- [Your instructions] Read the records below and copy each line that contains "GraphSnapshot".

------ Material for this exercise ------

//! Group expression executor.

use std::time::Instant;

use follow_algebra::{parse, GroupExpr};
use tracing::info;

use crate::config::ExecutorConfig;
use crate::error::{ExecResult, ExecutorError};
use crate::loader::ConcurrentLoader;
use crate::planner::FetchPlan;
use crate::result::{ExecutionStats, GroupResult, Report};
use crate::traits::{SocialGraphClient, User};

/// Main execution engine.
///
/// Runs the pipeline parse → load → evaluate against any
/// [`SocialGraphClient`], and resolves results back to handles for display.
///
/// # Example
///
/// ```rust
/// use follow_algebra_executor::{GraphSnapshot, GroupExecutor};
///
/// let graph = GraphSnapshot::new()
///     .with_user(1, "carol")
///     .with_following("alice", vec![1, 2, 3])
///     .with_followers("bob", vec![2, 3, 4]);
/// let executor = GroupExecutor::new(&graph);
///
/// let result = executor.execute("alice.following & ~bob.followers").unwrap();
/// assert_eq!(result.to_vec(), vec![1]);
///
/// let report = executor.report(&result).unwrap();
/// assert_eq!(report.lines, vec!["carol"]);
/// ```
pub struct GroupExecutor<'a> {
    /// Source of graph data.
    client: &'a dyn SocialGraphClient,
    /// Executor configuration.
    config: ExecutorConfig,
}

impl<'a> GroupExecutor<'a> {
    /// Creates a new executor with default configuration.
    pub fn new(client: &'a dyn SocialGraphClient) -> Self {
        Self::with_config(client, ExecutorConfig::default())
    }

    /// Creates an executor with custom configuration.
    pub fn with_config(client: &'a dyn SocialGraphClient, config: ExecutorConfig) -> Self {
        Self { client, config }
    }

    /// Returns a reference to the executor configuration.
    pub fn config(&self) -> &ExecutorConfig {
        &self.config
    }

    /// Parses and executes an expression.
    ///
    /// Syntax and file errors are reported before any fetch is made.
    ///
    /// # Errors
    ///
    /// * [`ExecutorError::Expression`] - the expression is malformed or a
    ///   file literal cannot be read
    /// * [`ExecutorError::Fetch`] - a fetch failed (including rate limits);
    ///   no partial result is produced
    pub fn execute(&self, source: &str) -> ExecResult<GroupResult> {
        let expr = parse(source)?;
        self.execute_ast(&expr)
    }

    /// Executes a pre-parsed expression.
    pub fn execute_ast(&self, expr: &GroupExpr) -> ExecResult<GroupResult> {
        let start = Instant::now();

        let fetched = ConcurrentLoader::new(self.client, &self.config).load(expr)?;
        let members = expr.evaluate(&fetched)?;

        let stats = ExecutionStats::new(start.elapsed(), fetched.len(), expr.primitives().len());
        info!(
            expression = %expr,
            fetches = stats.fetches,
            references = stats.references,
            complement = members.is_complement(),
            count = members.ids().len(),
            elapsed_ms = stats.duration.as_millis() as u64,
            "expression evaluated"
        );
        Ok(GroupResult::new(members, stats))
    }

    /// Parses an expression and reports the fetches it would make, without
    /// making them.
    pub fn explain(&self, source: &str) -> ExecResult<FetchPlan> {
        let expr = parse(source)?;
        Ok(FetchPlan::for_expression(&expr))
    }

    /// Looks up the accounts listed in `result` (members, or exclusions of
    /// a complement).
    pub fn resolve_users(&self, result: &GroupResult) -> ExecResult<Vec<User>> {
        let ids = result.to_vec();
        if ids.is_empty() {
            return Ok(Vec::new());
        }
        self.client.users_by_id(&ids).map_err(ExecutorError::Lookup)
    }

    /// Builds the printable report for `result`.
    pub fn report(&self, result: &GroupResult) -> ExecResult<Report> {
        let users = self.resolve_users(result)?;
        Ok(Report::build(result, &users))
    }
}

------

- [Written reply]
/// use follow_algebra_executor::{GraphSnapshot, GroupExecutor};
/// let graph = GraphSnapshot::new()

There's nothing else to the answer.